EXERCISE INSTRUCTIONS – Report each line of the data that contains the string "PeriodContext".

AVAILABLE DATA –
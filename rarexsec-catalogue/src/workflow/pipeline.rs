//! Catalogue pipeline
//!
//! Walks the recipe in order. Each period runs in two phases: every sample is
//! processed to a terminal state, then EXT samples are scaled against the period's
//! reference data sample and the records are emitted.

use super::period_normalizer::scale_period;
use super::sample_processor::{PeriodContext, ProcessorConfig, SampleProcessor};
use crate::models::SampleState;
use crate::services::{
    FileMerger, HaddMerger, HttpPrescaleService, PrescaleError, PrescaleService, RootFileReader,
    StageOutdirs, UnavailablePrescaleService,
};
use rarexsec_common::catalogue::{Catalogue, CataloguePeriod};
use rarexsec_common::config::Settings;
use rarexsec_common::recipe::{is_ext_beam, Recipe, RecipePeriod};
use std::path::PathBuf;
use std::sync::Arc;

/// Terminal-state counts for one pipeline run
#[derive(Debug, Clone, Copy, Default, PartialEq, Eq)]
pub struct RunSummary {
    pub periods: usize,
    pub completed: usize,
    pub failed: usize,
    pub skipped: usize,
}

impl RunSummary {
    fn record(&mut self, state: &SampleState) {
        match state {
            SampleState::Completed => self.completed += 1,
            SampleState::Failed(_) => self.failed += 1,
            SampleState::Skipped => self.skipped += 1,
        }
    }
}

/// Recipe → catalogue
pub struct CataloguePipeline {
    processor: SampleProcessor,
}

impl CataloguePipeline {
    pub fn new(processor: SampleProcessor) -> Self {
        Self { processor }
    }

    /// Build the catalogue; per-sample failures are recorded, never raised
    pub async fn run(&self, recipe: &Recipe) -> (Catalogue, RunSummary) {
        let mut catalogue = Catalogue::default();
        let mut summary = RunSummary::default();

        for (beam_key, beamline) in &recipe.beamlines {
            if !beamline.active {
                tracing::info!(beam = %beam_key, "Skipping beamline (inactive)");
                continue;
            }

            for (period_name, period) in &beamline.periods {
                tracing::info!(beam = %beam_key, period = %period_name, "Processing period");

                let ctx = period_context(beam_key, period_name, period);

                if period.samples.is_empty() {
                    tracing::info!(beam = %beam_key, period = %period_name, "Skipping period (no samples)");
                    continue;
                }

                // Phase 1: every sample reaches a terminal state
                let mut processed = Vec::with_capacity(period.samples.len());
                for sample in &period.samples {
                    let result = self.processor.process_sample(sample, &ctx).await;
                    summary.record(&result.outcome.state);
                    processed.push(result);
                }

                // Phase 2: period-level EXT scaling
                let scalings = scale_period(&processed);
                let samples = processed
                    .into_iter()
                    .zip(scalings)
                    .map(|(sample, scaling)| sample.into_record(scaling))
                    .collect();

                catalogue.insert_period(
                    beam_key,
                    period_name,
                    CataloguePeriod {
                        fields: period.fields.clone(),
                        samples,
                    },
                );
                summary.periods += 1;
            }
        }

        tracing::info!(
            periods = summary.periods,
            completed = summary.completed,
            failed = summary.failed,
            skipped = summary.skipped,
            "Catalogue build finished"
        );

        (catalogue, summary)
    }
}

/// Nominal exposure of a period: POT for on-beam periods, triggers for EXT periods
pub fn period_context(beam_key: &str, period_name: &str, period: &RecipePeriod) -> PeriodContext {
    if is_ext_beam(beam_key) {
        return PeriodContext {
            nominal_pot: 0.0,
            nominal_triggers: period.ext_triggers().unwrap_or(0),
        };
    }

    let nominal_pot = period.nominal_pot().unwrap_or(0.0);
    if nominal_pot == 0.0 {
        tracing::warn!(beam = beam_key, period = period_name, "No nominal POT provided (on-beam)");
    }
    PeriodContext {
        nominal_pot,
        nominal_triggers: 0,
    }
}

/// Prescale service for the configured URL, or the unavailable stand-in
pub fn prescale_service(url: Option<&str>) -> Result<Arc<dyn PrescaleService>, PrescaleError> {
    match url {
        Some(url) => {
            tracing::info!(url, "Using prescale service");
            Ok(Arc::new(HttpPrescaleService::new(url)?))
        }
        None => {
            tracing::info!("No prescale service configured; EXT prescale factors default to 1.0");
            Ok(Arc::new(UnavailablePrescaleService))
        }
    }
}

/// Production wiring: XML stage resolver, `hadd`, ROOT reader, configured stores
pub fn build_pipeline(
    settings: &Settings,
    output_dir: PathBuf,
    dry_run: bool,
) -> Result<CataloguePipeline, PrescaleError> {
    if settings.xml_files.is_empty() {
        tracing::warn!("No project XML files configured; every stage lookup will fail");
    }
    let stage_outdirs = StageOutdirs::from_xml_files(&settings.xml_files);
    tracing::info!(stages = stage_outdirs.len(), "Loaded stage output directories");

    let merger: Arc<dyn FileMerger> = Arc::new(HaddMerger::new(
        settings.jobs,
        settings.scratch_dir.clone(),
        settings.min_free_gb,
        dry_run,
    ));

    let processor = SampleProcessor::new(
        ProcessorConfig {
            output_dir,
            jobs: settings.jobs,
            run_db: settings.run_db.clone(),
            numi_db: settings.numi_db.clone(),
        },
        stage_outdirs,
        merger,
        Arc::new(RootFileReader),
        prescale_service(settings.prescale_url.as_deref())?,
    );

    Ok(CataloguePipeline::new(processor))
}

--

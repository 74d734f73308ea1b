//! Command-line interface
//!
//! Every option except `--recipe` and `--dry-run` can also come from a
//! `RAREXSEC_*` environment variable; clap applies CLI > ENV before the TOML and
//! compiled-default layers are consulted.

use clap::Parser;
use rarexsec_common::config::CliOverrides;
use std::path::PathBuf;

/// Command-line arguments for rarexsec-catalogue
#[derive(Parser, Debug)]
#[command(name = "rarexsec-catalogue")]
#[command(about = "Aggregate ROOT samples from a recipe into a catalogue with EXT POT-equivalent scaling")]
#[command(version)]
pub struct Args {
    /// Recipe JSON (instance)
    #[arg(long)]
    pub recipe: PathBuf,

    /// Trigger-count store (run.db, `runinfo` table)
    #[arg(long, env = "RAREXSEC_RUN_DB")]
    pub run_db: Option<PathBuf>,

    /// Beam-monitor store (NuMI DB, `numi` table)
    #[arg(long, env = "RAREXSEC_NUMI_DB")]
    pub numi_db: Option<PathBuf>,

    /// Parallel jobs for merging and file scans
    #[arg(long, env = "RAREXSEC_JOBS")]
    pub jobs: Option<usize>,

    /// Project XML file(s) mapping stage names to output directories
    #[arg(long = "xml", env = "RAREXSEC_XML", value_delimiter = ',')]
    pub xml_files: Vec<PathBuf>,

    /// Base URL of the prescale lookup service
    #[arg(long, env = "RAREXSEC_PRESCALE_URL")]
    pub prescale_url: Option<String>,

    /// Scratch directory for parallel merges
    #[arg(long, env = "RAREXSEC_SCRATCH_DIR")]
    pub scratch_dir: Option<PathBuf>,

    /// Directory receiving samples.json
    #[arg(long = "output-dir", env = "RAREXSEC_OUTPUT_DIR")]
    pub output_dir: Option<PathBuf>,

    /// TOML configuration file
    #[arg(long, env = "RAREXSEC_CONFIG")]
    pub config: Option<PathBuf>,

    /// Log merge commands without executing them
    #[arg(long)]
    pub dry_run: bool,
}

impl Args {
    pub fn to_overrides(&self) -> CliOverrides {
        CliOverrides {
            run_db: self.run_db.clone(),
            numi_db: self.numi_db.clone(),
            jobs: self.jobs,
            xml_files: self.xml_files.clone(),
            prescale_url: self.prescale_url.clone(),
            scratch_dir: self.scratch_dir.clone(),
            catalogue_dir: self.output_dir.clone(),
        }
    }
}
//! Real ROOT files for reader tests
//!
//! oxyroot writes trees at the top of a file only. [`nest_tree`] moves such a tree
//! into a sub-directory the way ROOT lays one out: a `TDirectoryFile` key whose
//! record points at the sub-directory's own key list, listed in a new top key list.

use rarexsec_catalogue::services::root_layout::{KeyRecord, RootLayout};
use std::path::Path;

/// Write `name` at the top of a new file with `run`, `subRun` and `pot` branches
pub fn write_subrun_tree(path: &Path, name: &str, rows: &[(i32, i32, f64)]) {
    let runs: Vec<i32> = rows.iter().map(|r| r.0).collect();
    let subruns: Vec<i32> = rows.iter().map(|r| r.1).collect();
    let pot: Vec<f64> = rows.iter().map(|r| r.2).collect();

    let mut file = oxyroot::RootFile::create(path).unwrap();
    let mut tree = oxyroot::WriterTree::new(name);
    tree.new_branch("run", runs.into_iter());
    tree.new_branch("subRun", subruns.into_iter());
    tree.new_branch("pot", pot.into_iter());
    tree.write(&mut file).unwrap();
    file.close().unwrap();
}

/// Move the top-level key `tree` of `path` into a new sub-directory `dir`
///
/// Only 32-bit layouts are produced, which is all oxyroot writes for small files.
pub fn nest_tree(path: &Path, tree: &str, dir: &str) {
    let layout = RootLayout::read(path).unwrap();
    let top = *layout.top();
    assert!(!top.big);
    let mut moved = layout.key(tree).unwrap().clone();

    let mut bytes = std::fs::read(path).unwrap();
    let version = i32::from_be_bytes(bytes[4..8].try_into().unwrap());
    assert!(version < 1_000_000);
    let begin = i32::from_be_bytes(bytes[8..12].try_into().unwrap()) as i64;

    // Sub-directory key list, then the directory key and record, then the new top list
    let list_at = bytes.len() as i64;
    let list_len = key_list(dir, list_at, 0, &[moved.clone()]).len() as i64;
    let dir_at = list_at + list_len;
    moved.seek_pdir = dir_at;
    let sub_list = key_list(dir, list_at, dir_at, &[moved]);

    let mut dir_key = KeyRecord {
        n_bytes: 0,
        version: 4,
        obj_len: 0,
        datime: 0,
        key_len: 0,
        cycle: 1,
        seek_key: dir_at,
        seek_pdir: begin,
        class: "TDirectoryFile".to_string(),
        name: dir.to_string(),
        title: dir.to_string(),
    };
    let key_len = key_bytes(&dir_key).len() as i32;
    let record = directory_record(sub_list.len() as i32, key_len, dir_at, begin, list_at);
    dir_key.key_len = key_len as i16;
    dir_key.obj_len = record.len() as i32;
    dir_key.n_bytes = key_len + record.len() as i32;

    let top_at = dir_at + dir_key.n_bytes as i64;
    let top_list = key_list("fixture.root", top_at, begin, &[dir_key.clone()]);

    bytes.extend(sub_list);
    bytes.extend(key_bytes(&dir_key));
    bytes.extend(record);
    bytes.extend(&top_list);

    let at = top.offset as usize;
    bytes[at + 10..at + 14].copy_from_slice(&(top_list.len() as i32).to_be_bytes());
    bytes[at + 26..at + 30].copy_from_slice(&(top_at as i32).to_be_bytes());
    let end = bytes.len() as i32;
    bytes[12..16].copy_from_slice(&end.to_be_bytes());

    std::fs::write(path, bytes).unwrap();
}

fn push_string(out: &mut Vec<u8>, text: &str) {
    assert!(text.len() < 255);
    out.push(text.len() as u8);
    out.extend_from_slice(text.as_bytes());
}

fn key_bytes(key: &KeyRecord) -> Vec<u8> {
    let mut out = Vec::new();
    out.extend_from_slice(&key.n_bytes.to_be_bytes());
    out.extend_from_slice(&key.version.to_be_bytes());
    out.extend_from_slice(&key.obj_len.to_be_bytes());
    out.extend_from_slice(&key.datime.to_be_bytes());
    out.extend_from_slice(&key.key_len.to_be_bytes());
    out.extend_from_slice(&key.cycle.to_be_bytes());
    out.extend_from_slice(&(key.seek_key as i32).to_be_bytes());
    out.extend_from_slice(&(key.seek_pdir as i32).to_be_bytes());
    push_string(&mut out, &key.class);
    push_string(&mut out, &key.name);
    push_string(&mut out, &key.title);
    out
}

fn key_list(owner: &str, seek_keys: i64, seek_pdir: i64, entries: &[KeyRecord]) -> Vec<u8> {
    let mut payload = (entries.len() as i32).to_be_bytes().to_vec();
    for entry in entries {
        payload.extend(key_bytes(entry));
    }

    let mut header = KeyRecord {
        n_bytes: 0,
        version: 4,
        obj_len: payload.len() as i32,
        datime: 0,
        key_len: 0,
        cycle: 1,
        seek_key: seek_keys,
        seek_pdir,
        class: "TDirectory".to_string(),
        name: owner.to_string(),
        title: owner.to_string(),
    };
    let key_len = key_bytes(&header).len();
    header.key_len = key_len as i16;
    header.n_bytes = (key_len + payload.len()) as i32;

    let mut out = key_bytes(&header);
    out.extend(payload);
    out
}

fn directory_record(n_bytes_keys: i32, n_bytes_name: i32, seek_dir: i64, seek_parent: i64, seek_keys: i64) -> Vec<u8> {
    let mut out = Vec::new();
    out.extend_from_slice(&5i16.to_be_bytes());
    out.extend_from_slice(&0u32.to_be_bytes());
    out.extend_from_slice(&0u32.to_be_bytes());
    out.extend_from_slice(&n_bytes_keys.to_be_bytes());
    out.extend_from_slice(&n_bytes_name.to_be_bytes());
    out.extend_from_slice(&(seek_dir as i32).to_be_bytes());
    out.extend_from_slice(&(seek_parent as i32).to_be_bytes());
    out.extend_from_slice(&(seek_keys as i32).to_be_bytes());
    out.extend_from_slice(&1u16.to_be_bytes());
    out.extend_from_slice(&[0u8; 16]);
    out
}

RESULT BELOW –
use super::sample_processor::{PeriodContext, ProcessorConfig, SampleProcessor};
pub fn period_context(beam_key: &str, period_name: &str, period: &RecipePeriod) -> PeriodContext {
        return PeriodContext {
    PeriodContext {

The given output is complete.